=== Data supplied ===

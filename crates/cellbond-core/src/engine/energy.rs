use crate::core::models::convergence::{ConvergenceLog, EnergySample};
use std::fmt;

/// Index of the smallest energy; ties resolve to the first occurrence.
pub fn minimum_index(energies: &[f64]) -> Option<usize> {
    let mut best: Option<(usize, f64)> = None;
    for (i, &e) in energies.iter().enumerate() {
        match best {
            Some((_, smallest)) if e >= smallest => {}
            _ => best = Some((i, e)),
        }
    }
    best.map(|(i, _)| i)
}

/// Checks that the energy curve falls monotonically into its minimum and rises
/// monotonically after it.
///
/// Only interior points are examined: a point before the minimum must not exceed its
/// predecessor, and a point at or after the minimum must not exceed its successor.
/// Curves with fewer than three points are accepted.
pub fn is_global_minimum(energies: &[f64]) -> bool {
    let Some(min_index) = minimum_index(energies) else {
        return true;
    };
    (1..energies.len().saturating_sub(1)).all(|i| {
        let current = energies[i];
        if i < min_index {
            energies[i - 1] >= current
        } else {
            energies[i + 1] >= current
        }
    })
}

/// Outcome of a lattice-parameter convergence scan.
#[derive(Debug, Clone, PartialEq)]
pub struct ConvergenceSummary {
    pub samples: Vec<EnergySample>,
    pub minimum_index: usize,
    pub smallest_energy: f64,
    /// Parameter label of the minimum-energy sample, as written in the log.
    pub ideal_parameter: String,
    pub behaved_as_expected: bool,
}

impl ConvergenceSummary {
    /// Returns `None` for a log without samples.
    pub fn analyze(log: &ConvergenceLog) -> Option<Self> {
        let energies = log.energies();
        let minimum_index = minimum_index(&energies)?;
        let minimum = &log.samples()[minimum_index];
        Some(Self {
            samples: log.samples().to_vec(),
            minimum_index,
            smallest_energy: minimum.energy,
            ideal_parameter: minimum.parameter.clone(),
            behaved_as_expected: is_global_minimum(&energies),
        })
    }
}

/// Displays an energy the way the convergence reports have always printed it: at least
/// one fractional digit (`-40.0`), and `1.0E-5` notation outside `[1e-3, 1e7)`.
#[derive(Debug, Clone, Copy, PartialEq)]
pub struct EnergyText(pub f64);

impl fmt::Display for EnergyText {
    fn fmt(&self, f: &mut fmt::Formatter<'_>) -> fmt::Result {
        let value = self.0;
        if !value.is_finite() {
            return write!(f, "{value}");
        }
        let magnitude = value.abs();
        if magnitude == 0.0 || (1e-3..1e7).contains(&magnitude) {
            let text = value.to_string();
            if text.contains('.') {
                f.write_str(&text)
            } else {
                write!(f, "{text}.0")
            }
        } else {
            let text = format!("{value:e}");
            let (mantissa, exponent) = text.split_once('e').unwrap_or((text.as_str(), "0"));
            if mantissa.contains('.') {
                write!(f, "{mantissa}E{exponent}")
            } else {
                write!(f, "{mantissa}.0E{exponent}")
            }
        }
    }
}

===

Among the lines above, find those with the word "Some". Copy them.

Response to the exercise »
            Some((_, smallest)) if e >= smallest => {}
            _ => best = Some((i, e)),
    let Some(min_index) = minimum_index(energies) else {
        Some(Self {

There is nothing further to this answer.